The expected output is each line below containing "MaterializationError", copied in full.

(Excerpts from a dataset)

┌──

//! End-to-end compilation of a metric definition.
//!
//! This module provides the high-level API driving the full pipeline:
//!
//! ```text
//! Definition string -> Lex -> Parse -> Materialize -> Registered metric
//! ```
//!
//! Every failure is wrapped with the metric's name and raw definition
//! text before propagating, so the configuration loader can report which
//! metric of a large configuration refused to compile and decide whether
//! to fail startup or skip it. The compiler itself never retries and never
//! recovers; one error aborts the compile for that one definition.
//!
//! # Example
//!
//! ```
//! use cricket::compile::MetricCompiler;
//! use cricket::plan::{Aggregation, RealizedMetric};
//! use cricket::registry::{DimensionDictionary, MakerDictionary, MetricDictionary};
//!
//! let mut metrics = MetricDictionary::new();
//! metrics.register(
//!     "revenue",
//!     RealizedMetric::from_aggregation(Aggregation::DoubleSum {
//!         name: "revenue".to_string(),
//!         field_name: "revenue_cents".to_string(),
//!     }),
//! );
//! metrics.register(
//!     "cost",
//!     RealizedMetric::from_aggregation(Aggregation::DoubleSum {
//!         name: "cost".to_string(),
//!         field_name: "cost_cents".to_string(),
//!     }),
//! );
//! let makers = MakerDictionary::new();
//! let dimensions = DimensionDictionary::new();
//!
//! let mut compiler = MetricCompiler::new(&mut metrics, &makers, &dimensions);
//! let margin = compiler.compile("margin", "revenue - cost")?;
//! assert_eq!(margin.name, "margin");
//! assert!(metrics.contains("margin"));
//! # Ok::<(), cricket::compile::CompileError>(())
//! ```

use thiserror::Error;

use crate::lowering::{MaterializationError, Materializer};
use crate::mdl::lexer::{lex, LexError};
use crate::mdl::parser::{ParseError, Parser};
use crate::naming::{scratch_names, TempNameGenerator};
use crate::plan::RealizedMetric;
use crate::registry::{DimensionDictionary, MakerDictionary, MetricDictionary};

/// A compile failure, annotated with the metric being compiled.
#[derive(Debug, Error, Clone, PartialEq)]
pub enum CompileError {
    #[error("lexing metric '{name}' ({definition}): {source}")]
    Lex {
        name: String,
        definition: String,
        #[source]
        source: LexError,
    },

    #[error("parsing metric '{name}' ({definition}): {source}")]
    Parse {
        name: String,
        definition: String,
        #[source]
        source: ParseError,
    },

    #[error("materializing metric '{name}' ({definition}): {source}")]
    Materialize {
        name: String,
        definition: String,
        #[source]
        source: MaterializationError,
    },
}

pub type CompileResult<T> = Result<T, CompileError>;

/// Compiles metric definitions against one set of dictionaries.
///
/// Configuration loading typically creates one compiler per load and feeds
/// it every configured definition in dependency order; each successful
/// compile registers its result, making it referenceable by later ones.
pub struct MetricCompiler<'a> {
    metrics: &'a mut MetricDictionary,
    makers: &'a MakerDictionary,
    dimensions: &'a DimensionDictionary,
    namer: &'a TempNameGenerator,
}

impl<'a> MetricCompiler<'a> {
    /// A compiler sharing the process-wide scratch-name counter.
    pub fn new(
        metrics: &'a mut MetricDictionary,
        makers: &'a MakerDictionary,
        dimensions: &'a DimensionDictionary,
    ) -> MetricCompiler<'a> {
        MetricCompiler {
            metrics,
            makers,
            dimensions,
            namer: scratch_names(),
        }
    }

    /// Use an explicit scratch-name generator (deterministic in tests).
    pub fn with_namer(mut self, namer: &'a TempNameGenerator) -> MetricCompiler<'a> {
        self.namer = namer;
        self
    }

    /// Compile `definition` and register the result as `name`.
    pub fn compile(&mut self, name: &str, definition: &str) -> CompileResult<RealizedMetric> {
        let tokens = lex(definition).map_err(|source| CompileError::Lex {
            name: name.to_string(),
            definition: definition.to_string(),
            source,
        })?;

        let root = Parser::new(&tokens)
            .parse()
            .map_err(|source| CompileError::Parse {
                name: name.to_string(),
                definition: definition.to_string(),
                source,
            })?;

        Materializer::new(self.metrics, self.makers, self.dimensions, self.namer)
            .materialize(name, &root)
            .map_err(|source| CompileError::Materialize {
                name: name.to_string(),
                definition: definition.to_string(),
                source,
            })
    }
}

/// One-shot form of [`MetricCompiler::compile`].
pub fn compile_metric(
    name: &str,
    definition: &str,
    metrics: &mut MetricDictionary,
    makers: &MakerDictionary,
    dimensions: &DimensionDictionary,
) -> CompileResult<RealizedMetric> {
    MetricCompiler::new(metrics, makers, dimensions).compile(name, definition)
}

└──

**Result of this exercise**
use crate::lowering::{MaterializationError, Materializer};
        source: MaterializationError,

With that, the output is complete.